While I’m not a logistics expert, I was able to suggest a system for them to use as well as connect them with several companies that could help them implement the hardware and software systems required.  While volunteer assignments are to be fairly self-contained, the scope of the system they desire is well beyond any volunteer’s abilities.  Thus, the project can only move forward by hiring a company who specializes in this area.  I intend to continue participating in this project as time progresses, if for no other reason than to facilitate its success.  If the OCFCU adopts my recommendation, I think they’ll see a huge gain in efficiency and cost savings over time.
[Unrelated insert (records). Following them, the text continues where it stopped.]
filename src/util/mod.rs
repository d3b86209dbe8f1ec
pub mod vec3;
pub mod ability;
pub mod character;
pub mod constants;
pub mod input;

/// Identifier of a tracked remote entity
pub type EntityId = uuid::Uuid;
//! Memoized completion and argument-hint results.
//!
//! Both caches are anchored at a buffer offset. An edit before the anchor
//! drops the entry, since the text the result was computed for may have
//! shifted.

use crate::completion::CompletionEntry;
use crate::signature::ParsedSignature;

fn is_word_char(ch: char) -> bool {
    ch.is_alphanumeric() || ch == '_'
}

/// The last completion response for a buffer.
#[derive(Debug, Clone, PartialEq, Eq)]
pub struct CachedCompletions {
    /// Offset where the completed token starts.
    pub anchor: usize,
    /// Token text between the anchor and the cursor when the query ran.
    pub prefix: String,
    /// Entries returned for that token.
    pub entries: Vec<CompletionEntry>,
}

impl CachedCompletions {
    pub fn new(anchor: usize, prefix: impl Into<String>, entries: Vec<CompletionEntry>) -> Self {
        Self {
            anchor,
            prefix: prefix.into(),
            entries,
        }
    }

    /// Returns true if these entries still answer a query at `cursor`.
    ///
    /// `typed` is the buffer text between the anchor and the cursor. The
    /// cache holds while the user keeps typing inside the same identifier:
    /// the cursor has not moved before the anchor, the typed text extends
    /// the cached prefix, and it contains only word characters.
    pub fn reusable(&self, cursor: usize, typed: &str) -> bool {
        cursor >= self.anchor && typed.starts_with(&self.prefix) && typed.chars().all(is_word_char)
    }

    /// Returns true if an edit at `edit_pos` invalidates this entry.
    pub fn invalidated_by(&self, edit_pos: usize) -> bool {
        edit_pos < self.anchor
    }
}

/// The last argument-hint response for a buffer.
#[derive(Debug, Clone, PartialEq, Eq)]
pub struct CachedArguments {
    /// Offset of the call the signature belongs to.
    pub call_start: usize,
    pub signature: ParsedSignature,
}

impl CachedArguments {
    pub fn new(call_start: usize, signature: ParsedSignature) -> Self {
        Self {
            call_start,
            signature,
        }
    }

    /// Hints are only reused for the exact same call.
    pub fn matches(&self, call_start: usize) -> bool {
        self.call_start == call_start
    }

    /// Returns true if an edit at `edit_pos` invalidates this entry.
    pub fn invalidated_by(&self, edit_pos: usize) -> bool {
        edit_pos < self.call_start
    }
}

/// Completions handed to the editor.
#[derive(Debug, Clone, PartialEq, Eq)]
pub struct CompletionSet {
    pub entries: Vec<CompletionEntry>,
    /// True when the entries come straight from the server for the current
    /// prefix. Reused entries still need filtering by the editor's prefix.
    pub fresh: bool,
}

impl CompletionSet {
    /// Returns the entries to show for `prefix`.
    pub fn visible(&self, prefix: &str) -> Vec<CompletionEntry> {
        if self.fresh {
            return self.entries.clone();
        }
        self.entries
            .iter()
            .filter(|entry| entry.matches_prefix(prefix))
            .cloned()
            .collect()
    }
}
//! Argument hint rendering.
//!
//! The editor supplies a [`Renderer`] for wherever hints are shown. The
//! [`ArgumentHints`] presenter formats signatures and keeps the buffer's
//! `showing_arguments` flag in step with what is on screen.

use tern_bridge_core::{BufferState, ParsedSignature, TextBuffer};

/// Somewhere hint text can be shown.
pub trait Renderer {
    /// Shows `message`, replacing what was shown before.
    fn render(&mut self, message: &str);

    /// Removes whatever is shown.
    fn clear(&mut self);
}

/// An output panel holding the last rendered message.
#[derive(Debug, Default)]
pub struct PanelRenderer {
    name: String,
    contents: String,
}

impl PanelRenderer {
    /// Creates an empty panel.
    pub fn new(name: impl Into<String>) -> Self {
        Self {
            name: name.into(),
            contents: String::new(),
        }
    }

    pub fn name(&self) -> &str {
        &self.name
    }

    /// Returns the panel text.
    pub fn contents(&self) -> &str {
        &self.contents
    }
}

impl Renderer for PanelRenderer {
    fn render(&mut self, message: &str) {
        self.contents.clear();
        self.contents.push_str(message);
    }

    fn clear(&mut self) {
        self.contents.clear();
    }
}

/// Shows and hides argument hints through a renderer.
pub struct ArgumentHints<R: Renderer> {
    renderer: R,
}

impl<R: Renderer> ArgumentHints<R> {
    pub fn new(renderer: R) -> Self {
        Self { renderer }
    }

    pub fn renderer(&self) -> &R {
        &self.renderer
    }

    pub fn renderer_mut(&mut self) -> &mut R {
        &mut self.renderer
    }

    /// Renders `signature`, marking the argument at `argpos`.
    pub fn show(&mut self, state: &mut BufferState, signature: &ParsedSignature, argpos: Option<usize>) {
        self.renderer.render(&signature.message(argpos));
        state.showing_arguments = true;
    }

    /// Removes shown hints. Does nothing if none are shown.
    pub fn hide(&mut self, state: &mut BufferState) {
        if state.showing_arguments {
            self.renderer.clear();
        }
        state.showing_arguments = false;
    }
}

/// Returns the offset the server treats as the call of the identifier
/// under `cursor`: the end of that identifier.
pub fn locate_call(buffer: &TextBuffer, cursor: usize) -> usize {
    buffer.word_end(cursor)
}
//! Text buffer implementation using ropey.
//!
//! Offsets are character indices, which is also what the server expects in
//! the `end` field of a query.

use ropey::Rope;
use std::fs;
use std::io::{self, BufReader};
use std::path::Path;

/// A snapshot of an editor buffer's text.
#[derive(Debug, Clone)]
pub struct TextBuffer {
    rope: Rope,
}

impl Default for TextBuffer {
    fn default() -> Self {
        Self::new()
    }
}

impl TextBuffer {
    /// Creates a new empty text buffer.
    pub fn new() -> Self {
        Self { rope: Rope::new() }
    }

    /// Creates a text buffer from a string.
    pub fn from_str(text: &str) -> Self {
        Self {
            rope: Rope::from_str(text),
        }
    }

    /// Loads a text buffer from a file.
    pub fn from_file<P: AsRef<Path>>(path: P) -> io::Result<Self> {
        let file = fs::File::open(path)?;
        let rope = Rope::from_reader(BufReader::new(file))?;
        Ok(Self { rope })
    }

    /// Returns the total number of characters in the buffer.
    pub fn len_chars(&self) -> usize {
        self.rope.len_chars()
    }

    /// Returns true if the buffer is empty.
    pub fn is_empty(&self) -> bool {
        self.rope.len_chars() == 0
    }

    /// Inserts a string at the given character index.
    pub fn insert(&mut self, char_idx: usize, text: &str) {
        let idx = char_idx.min(self.len_chars());
        self.rope.insert(idx, text);
    }

    /// Removes text in the given character range.
    pub fn remove(&mut self, start: usize, end: usize) {
        let start = start.min(self.len_chars());
        let end = end.min(self.len_chars());
        if start < end {
            self.rope.remove(start..end);
        }
    }

    /// Returns the text between two character offsets.
    ///
    /// Offsets are clamped to the buffer; an inverted range yields an empty string.
    pub fn slice(&self, start: usize, end: usize) -> String {
        let end = end.min(self.len_chars());
        let start = start.min(end);
        self.rope.slice(start..end).to_string()
    }

    /// Returns the character at `char_idx`, if any.
    pub fn char_at(&self, char_idx: usize) -> Option<char> {
        (char_idx < self.len_chars()).then(|| self.rope.char(char_idx))
    }

    /// Returns the offset where the identifier touching `char_idx` starts.
    pub fn word_start(&self, char_idx: usize) -> usize {
        let mut idx = char_idx.min(self.len_chars());
        while idx > 0 && is_word_char(self.rope.char(idx - 1)) {
            idx -= 1;
        }
        idx
    }

    /// Returns the offset just past the identifier touching `char_idx`.
    pub fn word_end(&self, char_idx: usize) -> usize {
        let mut idx = char_idx.min(self.len_chars());
        while self.char_at(idx).is_some_and(is_word_char) {
            idx += 1;
        }
        idx
    }

    /// Converts a character index to a (line, column) position.
    /// Both line and column are 0-indexed.
    pub fn char_to_line_col(&self, char_idx: usize) -> (usize, usize) {
        let char_idx = char_idx.min(self.len_chars());
        let line = self.rope.char_to_line(char_idx);
        (line, char_idx - self.rope.line_to_char(line))
    }

    /// Converts a (line, column) position to a character index.
    /// Both line and column are 0-indexed; the column is clamped to the line.
    pub fn line_col_to_char(&self, line: usize, col: usize) -> usize {
        if line >= self.rope.len_lines() {
            return self.len_chars();
        }
        let line_slice = self.rope.line(line);
        let mut line_len = line_slice.len_chars();
        if line_len > 0 && line_slice.char(line_len - 1) == '\n' {
            line_len -= 1;
        }
        self.rope.line_to_char(line) + col.min(line_len)
    }

    /// Returns the entire buffer as a string.
    pub fn to_string(&self) -> String {
        self.rope.to_string()
    }
}

fn is_word_char(c: char) -> bool {
    c.is_alphanumeric() || c == '_' || c == '$'
}
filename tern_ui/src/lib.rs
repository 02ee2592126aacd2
//! Tern UI - Editor-facing presentation of the Tern bridge.
//!
//! This crate connects editor buffer events to the session registry and
//! presents results: argument hints through a pluggable renderer, status
//! messages and error dialogs through notifications.

pub mod bridge;
pub mod notifications;
pub mod renderer;

pub use bridge::{DocumentationOutcome, TernManager};
pub use notifications::{Notification, NotificationManager, NotificationType};
pub use renderer::{locate_call, ArgumentHints, PanelRenderer, Renderer};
My work with the quality department was a little less successful, unfortunately.  I did get the opportunity to cup with one of their cuppers a few times but otherwise, it seems they didn’t prepare for my arrival too well and were unable to squeeze me into their schedule.

Cupping in the OCFCU cupping lab

Cupping in the OCFCU cupping lab

While rarely overtly stated, part of being a volunteer in a foreign country is to learn about the culture of that country and bring back that experience to the U.S.  While I could write a lot about the food, the National Museum of Ethiopia (I saw Lucy!), and even a bit about daily cultural practices, I’m not going to.  Instead, I’m going to write about coffee (duh!) in Ethiopia.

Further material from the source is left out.